Several of Frank Schneider’s former associates in one of the biggest cryptocurrency scams in history were facing criminal charges, and some were on the run. But if the former Luxembourg intelligence officer was concerned that the net was closing in on him too, it didn’t affect his exercise routine.

A fitness app recorded Schneider’s March 21, 2020, bike ride around the circumference of the luxury Palm Jumeirah development in Dubai.

Schneider had purchased an apartment there for $2 million in early 2018. Ruja Ignatova, the alleged mastermind behind the massive OneCoin crypto scam, had bought a penthouse in 2015 in the same gated community –– an artificial array of islands shaped like a palm tree inside a circular halo.

Ignatova and Schneider had begun working together after Schneider left his job as a director of operations for Luxembourg’s spy service, and started his own corporate intelligence firm. Schneider allegedly aided in “evading law enforcement investigations” and helped in “managing the scheme’s proceeds,” according to a U.S. indictment against him.

By the time Schneider took his mid-day bike ride in 2020, Ignatova had disappeared –– some reports say she was murdered –– and OneCoin had collapsed, costing investors over $4 billion.

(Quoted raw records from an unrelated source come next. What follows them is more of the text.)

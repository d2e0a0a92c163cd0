//! WebSocket connection management

use tokio::sync::mpsc;
use uuid::Uuid;

use relaydesk_shared::{ConversationId, Envelope, Handshake, ParticipantId, Role};

/// A connection that completed the handshake
#[derive(Debug)]
pub struct Connection {
    /// Unique session ID for this connection, echoed in the ack
    pub session_id: Uuid,

    /// Identity announced in the `connect` frame
    pub handshake: Handshake,

    /// Channel to send envelopes to this connection
    pub sender: mpsc::UnboundedSender<Envelope>,
}

impl Connection {
    pub fn new(handshake: Handshake, sender: mpsc::UnboundedSender<Envelope>) -> Self {
        Self {
            session_id: Uuid::new_v4(),
            handshake,
            sender,
        }
    }

    pub fn subject_id(&self) -> ParticipantId {
        self.handshake.subject_id
    }

    pub fn role(&self) -> Role {
        self.handshake.role
    }

    pub fn conversation_id(&self) -> ConversationId {
        self.handshake.conversation_id()
    }

    /// Send an envelope to this connection
    ///
    /// Returns Err if the connection is closed
    #[allow(clippy::result_large_err)] // Error type is from tokio mpsc, containing the failed envelope
    pub fn send(&self, envelope: Envelope) -> Result<(), mpsc::error::SendError<Envelope>> {
        self.sender.send(envelope)
    }
}

#[cfg(test)]
#[allow(clippy::unwrap_used, clippy::expect_used)]
mod tests {
    use super::*;
    use relaydesk_shared::Channel;

    #[test]
    fn test_connection_derives_conversation() {
        let (tx, _rx) = mpsc::unbounded_channel();
        let subject = ParticipantId::new();
        let conn = Connection::new(
            Handshake {
                subject_id: subject,
                role: Role::Operator,
                channel: Channel::Operator,
            },
            tx,
        );

        assert_eq!(conn.subject_id(), subject);
        assert_eq!(conn.role(), Role::Operator);
        assert_eq!(
            conn.conversation_id(),
            ConversationId::for_subject(subject, Channel::Operator)
        );
    }

    #[tokio::test]
    async fn test_send_fails_after_receiver_dropped() {
        let (tx, rx) = mpsc::unbounded_channel();
        let conn = Connection::new(
            Handshake {
                subject_id: ParticipantId::new(),
                role: Role::User,
                channel: Channel::Assistant,
            },
            tx,
        );
        drop(rx);
        assert!(conn.send(Envelope::error("gone")).is_err());
    }
}
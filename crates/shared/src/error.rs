//! Error types for RelayDesk

use thiserror::Error;

#[derive(Debug, Error)]
pub enum RelayError {
    #[error("Malformed envelope: {0}")]
    MalformedEnvelope(String),

    #[error("Invalid conversation id: {0}")]
    InvalidConversation(String),

    #[error("Not found: {0}")]
    NotFound(String),

    #[error("Validation error: {0}")]
    Validation(String),

    #[error("Internal error: {0}")]
    Internal(String),
}

/// Errors raised by a durable store implementation
#[derive(Debug, Error)]
pub enum StoreError {
    #[error("Database error: {0}")]
    Database(#[from] sqlx::Error),

    #[error("Stored row is invalid: {0}")]
    Corrupt(String),

    #[error("Append rejected: {0}")]
    Rejected(String),

    #[error("Subscription lagged behind by {0} events")]
    Lagged(u64),

    #[error("Store unavailable: {0}")]
    Unavailable(String),
}

impl From<RelayError> for StoreError {
    fn from(err: RelayError) -> Self {
        StoreError::Corrupt(err.to_string())
    }
}
//! API routes

pub mod health;
pub mod tickets;

use axum::{
    extract::DefaultBodyLimit,
    http::{header, HeaderValue, Method},
    routing::{get, post},
    Router,
};
use tower_http::cors::{AllowOrigin, Any, CorsLayer};
use tower_http::trace::TraceLayer;

use crate::{state::AppState, websocket::ws_handler};

/// Create all API routes
pub fn create_router(state: AppState) -> Router {
    // Health check routes (at root level for infrastructure monitoring)
    let health_routes = Router::new()
        .route("/health", get(health::health))
        .route("/health/live", get(health::liveness))
        .route("/health/ready", get(health::readiness));

    // Operator ticket queue
    let api_v1_routes = Router::new()
        .route("/tickets", get(tickets::list_tickets))
        .route(
            "/tickets/:ticket_id",
            get(tickets::get_ticket).patch(tickets::update_ticket),
        )
        .route("/tickets/:ticket_id/notes", post(tickets::add_note));

    // Relay transport
    let websocket_routes = Router::new().route("/ws", get(ws_handler));

    Router::new()
        .merge(health_routes)
        .merge(websocket_routes)
        .nest("/api/v1", api_v1_routes)
        .layer(build_cors_layer(&state.config.cors_allowed_origins))
        .layer(TraceLayer::new_for_http())
        .layer(DefaultBodyLimit::max(1024 * 1024))
        .with_state(state)
}

/// No configured origins means any origin may read the queue
fn build_cors_layer(allowed_origins: &[String]) -> CorsLayer {
    let methods = [Method::GET, Method::POST, Method::PATCH, Method::OPTIONS];
    let headers = [header::CONTENT_TYPE, header::ACCEPT, header::ORIGIN];

    if allowed_origins.is_empty() {
        return CorsLayer::new()
            .allow_origin(Any)
            .allow_methods(methods)
            .allow_headers(headers);
    }

    let origins: Vec<HeaderValue> = allowed_origins
        .iter()
        .filter_map(|origin| {
            origin.parse::<HeaderValue>().ok().or_else(|| {
                tracing::warn!("CORS: Invalid origin in config: {}", origin);
                None
            })
        })
        .collect();

    if origins.is_empty() {
        tracing::error!("CORS: All configured origins are invalid!");
        CorsLayer::new().allow_origin(AllowOrigin::exact(HeaderValue::from_static("null")))
    } else {
        tracing::info!("CORS: Allowing {} origin(s)", origins.len());
        CorsLayer::new()
            .allow_origin(origins)
            .allow_methods(methods)
            .allow_headers(headers)
    }
}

Schneider had not yet been publicly linked to the scandal when he purchased his apartment in 2018, a year after OneCoin collapsed. However, leaked Dubai property records show his and Ignatova’s properties were sold after they had already been charged with criminal offenses following OneCoin’s collapse, raising questions over Dubai’s enforcement of anti-money laundering rules.

Ignatova had purchased her 500-square-meter apartment through a shell company. A title deed obtained by OCCRP’s partner, paper trail media, shows the company sold the property in December 2019, by which time Ignatova was wanted by prosecutors in New York — and possibly even dead.

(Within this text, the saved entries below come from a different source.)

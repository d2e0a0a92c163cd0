//! Common types used across RelayDesk

use serde::{Deserialize, Serialize};
use time::OffsetDateTime;
use uuid::Uuid;

use crate::error::RelayError;
use crate::store::Cursor;

// =============================================================================
// ID Wrappers
// =============================================================================

/// Opaque identity supplied by the surrounding product.
///
/// Subjects, operators and assistants all live in the same id space.
#[derive(Debug, Clone, Copy, PartialEq, Eq, Hash, PartialOrd, Ord, Serialize, Deserialize)]
#[serde(transparent)]
pub struct ParticipantId(pub Uuid);

impl ParticipantId {
    pub fn new() -> Self {
        Self(Uuid::new_v4())
    }

    /// Sender id used for synthetic `system` messages
    pub const fn system() -> Self {
        Self(Uuid::nil())
    }
}

impl Default for ParticipantId {
    fn default() -> Self {
        Self::new()
    }
}

impl From<Uuid> for ParticipantId {
    fn from(id: Uuid) -> Self {
        Self(id)
    }
}

impl std::fmt::Display for ParticipantId {
    fn fmt(&self, f: &mut std::fmt::Formatter<'_>) -> std::fmt::Result {
        self.0.fmt(f)
    }
}

/// Message ID wrapper
#[derive(Debug, Clone, Copy, PartialEq, Eq, Hash, Serialize, Deserialize)]
#[serde(transparent)]
pub struct MessageId(pub Uuid);

impl MessageId {
    pub fn new() -> Self {
        Self(Uuid::new_v4())
    }
}

impl Default for MessageId {
    fn default() -> Self {
        Self::new()
    }
}

impl From<Uuid> for MessageId {
    fn from(id: Uuid) -> Self {
        Self(id)
    }
}

impl std::fmt::Display for MessageId {
    fn fmt(&self, f: &mut std::fmt::Formatter<'_>) -> std::fmt::Result {
        self.0.fmt(f)
    }
}

/// Ticket ID wrapper
#[derive(Debug, Clone, Copy, PartialEq, Eq, Hash, Serialize, Deserialize)]
#[serde(transparent)]
pub struct TicketId(pub Uuid);

impl TicketId {
    pub fn new() -> Self {
        Self(Uuid::new_v4())
    }
}

impl Default for TicketId {
    fn default() -> Self {
        Self::new()
    }
}

impl From<Uuid> for TicketId {
    fn from(id: Uuid) -> Self {
        Self(id)
    }
}

impl std::fmt::Display for TicketId {
    fn fmt(&self, f: &mut std::fmt::Formatter<'_>) -> std::fmt::Result {
        self.0.fmt(f)
    }
}

/// Conversation key, derived from `(subject, channel)` as `"{subject}:{channel}"`
#[derive(Debug, Clone, PartialEq, Eq, Hash, PartialOrd, Ord, Serialize, Deserialize)]
#[serde(transparent)]
pub struct ConversationId(String);

impl ConversationId {
    pub fn for_subject(subject_id: ParticipantId, channel: Channel) -> Self {
        Self(format!("{}:{}", subject_id, channel))
    }

    /// Split the id back into its subject and channel
    pub fn parts(&self) -> Result<(ParticipantId, Channel), RelayError> {
        let (subject, channel) = self
            .0
            .rsplit_once(':')
            .ok_or_else(|| RelayError::InvalidConversation(self.0.clone()))?;
        let subject = Uuid::parse_str(subject)
            .map_err(|_| RelayError::InvalidConversation(self.0.clone()))?;
        let channel = channel
            .parse()
            .map_err(|_| RelayError::InvalidConversation(self.0.clone()))?;
        Ok((ParticipantId(subject), channel))
    }

    pub fn as_str(&self) -> &str {
        &self.0
    }
}

impl std::fmt::Display for ConversationId {
    fn fmt(&self, f: &mut std::fmt::Formatter<'_>) -> std::fmt::Result {
        f.write_str(&self.0)
    }
}

impl std::str::FromStr for ConversationId {
    type Err = RelayError;

    fn from_str(s: &str) -> Result<Self, Self::Err> {
        let id = Self(s.to_string());
        id.parts()?;
        Ok(id)
    }
}

// =============================================================================
// Roles and Channels
// =============================================================================

/// Who produced a message
#[derive(Debug, Clone, Copy, PartialEq, Eq, Hash, Serialize, Deserialize, sqlx::Type)]
#[sqlx(type_name = "VARCHAR", rename_all = "lowercase")]
#[serde(rename_all = "lowercase")]
pub enum Role {
    User,
    Operator,
    Assistant,
    System,
}

impl Role {
    pub fn as_str(&self) -> &'static str {
        match self {
            Self::User => "user",
            Self::Operator => "operator",
            Self::Assistant => "assistant",
            Self::System => "system",
        }
    }
}

impl std::fmt::Display for Role {
    fn fmt(&self, f: &mut std::fmt::Formatter<'_>) -> std::fmt::Result {
        f.write_str(self.as_str())
    }
}

impl std::str::FromStr for Role {
    type Err = String;

    fn from_str(s: &str) -> Result<Self, Self::Err> {
        match s.to_lowercase().as_str() {
            "user" => Ok(Self::User),
            "operator" => Ok(Self::Operator),
            "assistant" => Ok(Self::Assistant),
            "system" => Ok(Self::System),
            _ => Err(format!("Invalid role: {}", s)),
        }
    }
}

/// Logical routing tag for a conversation
#[derive(Debug, Clone, Copy, PartialEq, Eq, Hash, Serialize, Deserialize, sqlx::Type)]
#[sqlx(type_name = "VARCHAR", rename_all = "lowercase")]
#[serde(rename_all = "lowercase")]
pub enum Channel {
    /// Chat handled by the automated assistant
    Assistant,
    /// Chat handled by a human operator
    Operator,
}

impl Channel {
    pub fn as_str(&self) -> &'static str {
        match self {
            Self::Assistant => "assistant",
            Self::Operator => "operator",
        }
    }
}

impl std::fmt::Display for Channel {
    fn fmt(&self, f: &mut std::fmt::Formatter<'_>) -> std::fmt::Result {
        f.write_str(self.as_str())
    }
}

impl std::str::FromStr for Channel {
    type Err = String;

    fn from_str(s: &str) -> Result<Self, Self::Err> {
        match s.to_lowercase().as_str() {
            "assistant" => Ok(Self::Assistant),
            "operator" => Ok(Self::Operator),
            _ => Err(format!("Invalid channel: {}", s)),
        }
    }
}

// =============================================================================
// Messages
// =============================================================================

/// A single chat message.
///
/// Immutable once created, except that a streaming assistant reply is
/// re-appended under the same `id` with a longer `text`.
#[derive(Debug, Clone, PartialEq, Eq, Serialize, Deserialize)]
#[serde(rename_all = "camelCase")]
pub struct Message {
    pub id: MessageId,
    pub conversation_id: ConversationId,
    pub sender_id: ParticipantId,
    pub sender_role: Role,
    pub text: String,
    #[serde(with = "time::serde::rfc3339")]
    pub created_at: OffsetDateTime,
    pub channel: Channel,
}

impl Message {
    /// Build a new message stamped with the local clock
    pub fn new(
        subject_id: ParticipantId,
        channel: Channel,
        sender_id: ParticipantId,
        sender_role: Role,
        text: impl Into<String>,
    ) -> Self {
        Self {
            id: MessageId::new(),
            conversation_id: ConversationId::for_subject(subject_id, channel),
            sender_id,
            sender_role,
            text: text.into(),
            created_at: OffsetDateTime::now_utc(),
            channel,
        }
    }

    /// Build a synthetic `system` message for an existing conversation
    pub fn system(conversation_id: ConversationId, channel: Channel, text: impl Into<String>) -> Self {
        Self {
            id: MessageId::new(),
            conversation_id,
            sender_id: ParticipantId::system(),
            sender_role: Role::System,
            text: text.into(),
            created_at: OffsetDateTime::now_utc(),
            channel,
        }
    }
}

// =============================================================================
// Tickets
// =============================================================================

/// Operator queue status
#[derive(Debug, Clone, Copy, PartialEq, Eq, Hash, Serialize, Deserialize, sqlx::Type)]
#[sqlx(type_name = "VARCHAR", rename_all = "snake_case")]
#[serde(rename_all = "camelCase")]
pub enum TicketStatus {
    Waiting,
    InProgress,
    Completed,
}

impl TicketStatus {
    pub fn as_str(&self) -> &'static str {
        match self {
            Self::Waiting => "waiting",
            Self::InProgress => "in_progress",
            Self::Completed => "completed",
        }
    }
}

impl std::fmt::Display for TicketStatus {
    fn fmt(&self, f: &mut std::fmt::Formatter<'_>) -> std::fmt::Result {
        f.write_str(self.as_str())
    }
}

impl std::str::FromStr for TicketStatus {
    type Err = String;

    fn from_str(s: &str) -> Result<Self, Self::Err> {
        match s {
            "waiting" => Ok(Self::Waiting),
            "in_progress" | "inProgress" => Ok(Self::InProgress),
            "completed" => Ok(Self::Completed),
            _ => Err(format!("Invalid ticket status: {}", s)),
        }
    }
}

#[derive(Debug, Clone, Copy, PartialEq, Eq, Hash, Serialize, Deserialize, sqlx::Type, Default)]
#[sqlx(type_name = "VARCHAR", rename_all = "lowercase")]
#[serde(rename_all = "lowercase")]
pub enum TicketPriority {
    Low,
    #[default]
    Normal,
    High,
    Urgent,
}

impl TicketPriority {
    pub fn as_str(&self) -> &'static str {
        match self {
            Self::Low => "low",
            Self::Normal => "normal",
            Self::High => "high",
            Self::Urgent => "urgent",
        }
    }
}

/// Append-only operator note attached to a ticket
#[derive(Debug, Clone, PartialEq, Eq, Serialize, Deserialize)]
#[serde(rename_all = "camelCase")]
pub struct TicketNote {
    pub text: String,
    pub author: ParticipantId,
    #[serde(with = "time::serde::rfc3339")]
    pub at: OffsetDateTime,
}

/// Operator-facing work item derived from a conversation's activity
#[derive(Debug, Clone, PartialEq, Eq, Serialize, Deserialize)]
#[serde(rename_all = "camelCase")]
pub struct Ticket {
    pub ticket_id: TicketId,
    pub subject_id: ParticipantId,
    pub channel: Channel,
    pub conversation_id: ConversationId,
    pub status: TicketStatus,
    pub assigned_operator_id: Option<ParticipantId>,
    pub priority: TicketPriority,
    pub notes: Vec<TicketNote>,
    #[serde(with = "time::serde::rfc3339")]
    pub last_activity_at: OffsetDateTime,
    #[serde(with = "time::serde::rfc3339")]
    pub created_at: OffsetDateTime,
    #[serde(with = "time::serde::rfc3339")]
    pub updated_at: OffsetDateTime,
    /// Set when the ticket last entered `completed`
    #[serde(with = "time::serde::rfc3339::option")]
    pub completed_at: Option<OffsetDateTime>,
    /// Store cursor of the closure message while `completed`. Only user
    /// messages stored after it reopen the ticket.
    #[serde(default, skip_serializing_if = "Option::is_none")]
    pub closed_at_cursor: Option<Cursor>,
}

impl Ticket {
    /// Fresh ticket for a conversation's first message
    pub fn open_for(conversation_id: ConversationId, activity_at: OffsetDateTime) -> Result<Self, RelayError> {
        let (subject_id, channel) = conversation_id.parts()?;
        let now = OffsetDateTime::now_utc();
        Ok(Self {
            ticket_id: TicketId::new(),
            subject_id,
            channel,
            conversation_id,
            status: TicketStatus::Waiting,
            assigned_operator_id: None,
            priority: TicketPriority::default(),
            notes: Vec::new(),
            last_activity_at: activity_at,
            created_at: now,
            updated_at: now,
            completed_at: None,
            closed_at_cursor: None,
        })
    }
}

Credit: Private The view from inside Ruja Ignatova’s Dubai penthouse apartment, which was sold in 2019 — after she was wanted in the U.S.

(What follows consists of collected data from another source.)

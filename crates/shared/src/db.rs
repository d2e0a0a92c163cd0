//! Database utilities and connection management

use sqlx::postgres::{PgConnectOptions, PgPool, PgPoolOptions};
use std::{str::FromStr, time::Duration};

/// Create a database connection pool
/// Note: Disables statement cache for PgBouncer compatibility
pub async fn create_pool(database_url: &str, max_connections: u32) -> Result<PgPool, sqlx::Error> {
    // PgBouncer in transaction mode doesn't support prepared statements
    let options = PgConnectOptions::from_str(database_url)?.statement_cache_capacity(0);

    // Every store subscription polls through this pool, keep idle
    // connections around long enough to serve the next poll
    PgPoolOptions::new()
        .max_connections(max_connections)
        .min_connections(0)
        .acquire_timeout(Duration::from_secs(30))
        .idle_timeout(Duration::from_secs(60))
        .max_lifetime(Duration::from_secs(300))
        .connect_with(options)
        .await
}

/// Run database migrations
pub async fn run_migrations(pool: &PgPool) -> Result<(), sqlx::migrate::MigrateError> {
    sqlx::migrate!("../../migrations").run(pool).await
}
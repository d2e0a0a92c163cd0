//! Application state shared by all handlers

use std::sync::Arc;

use sqlx::PgPool;

use relaydesk_shared::{DurableStore, MemoryStore, PgStore};

use crate::config::Config;
use crate::tickets::{MemoryTicketStore, PgTicketStore, TicketService, TicketStore};
use crate::websocket::WebSocketState;

#[derive(Clone)]
pub struct AppState {
    pub config: Arc<Config>,
    /// Absent when running on the in-memory store
    pub pool: Option<PgPool>,
    pub store: Arc<dyn DurableStore>,
    pub tickets: Arc<TicketService>,
    pub ws_state: WebSocketState,
}

impl AppState {
    fn build(
        config: Config,
        pool: Option<PgPool>,
        store: Arc<dyn DurableStore>,
        ticket_store: Arc<dyn TicketStore>,
    ) -> Self {
        let ws_state = WebSocketState::new();
        let tickets = Arc::new(TicketService::new(
            ticket_store,
            Arc::clone(&store),
            ws_state.clone(),
            config.store_append_retries,
        ));
        Self {
            config: Arc::new(config),
            pool,
            store,
            tickets,
            ws_state,
        }
    }

    /// Message log and ticket board kept in process memory
    pub fn in_memory(config: Config) -> Self {
        Self::build(
            config,
            None,
            Arc::new(MemoryStore::new()),
            Arc::new(MemoryTicketStore::new()),
        )
    }

    /// Message log and ticket board in Postgres
    pub fn postgres(config: Config, pool: PgPool) -> Self {
        let store = Arc::new(PgStore::new(pool.clone(), config.store_poll_interval()));
        let tickets = Arc::new(PgTicketStore::new(pool.clone()));
        Self::build(config, Some(pool), store, tickets)
    }
}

Schneider had already been detained when his Palm Jumeirah flat sold for $2.3 million in January 2022.

The OneCoin catastrophe was well-known by the time the properties were sold off. Numerous media reports quoted victims describing in detail how Ignatova had duped them into buying her fake cryptocurrency. The BBC traced Ignatova’s rapid rise and spectacular demise in a popular podcast launched in September 2019 called The Missing Cryptoqueen, which included scores of interviews with victims.

Ignatova and Schneider were able to carry out the real estate deals despite a United Arab Emirates law in place since 2019 that requires realtors to run background checks on buyers and sellers of properties, and report any suspicious transactions to authorities.

“You need to know the customers you’re dealing with,” said Henry Wyad, Investigations Analyst at Themis, a U.K.- and UAE-based firm that helps clients manage financial crime risks. The law is “explicit” about this, and clearly covers both seller and purchaser, he added.

This permissiveness is not surprising, according to Alexander Yearsley, managing director of Edinburgh-based Martello Risk, who has conducted financial investigations and forensic auditing on Dubai.

He said a lack of enforcement had helped earn the UAE a reputation as a safe place to stash the proceeds of criminal activity.

“You’ve got the fact that there is an unbelievably light touch to regulation –– if you want to call it regulation. You literally can get away with whatever you want,” Yearsley said. “If the price is right, the politics don’t bother them.”

UAE officials — including at the ministries of interior, economy, and justice — and Dubai Police did not respond to detailed questions from reporters about the sale of properties belonging to Ignatova and Schneider. UAE embassies in the U.K. and Norway sent a brief comment saying that the country “works closely with international partners to disrupt and deter all forms of illicit finance.”

“The UAE is committed to continuing these efforts and actions more than ever today and over the longer term,” the statement added.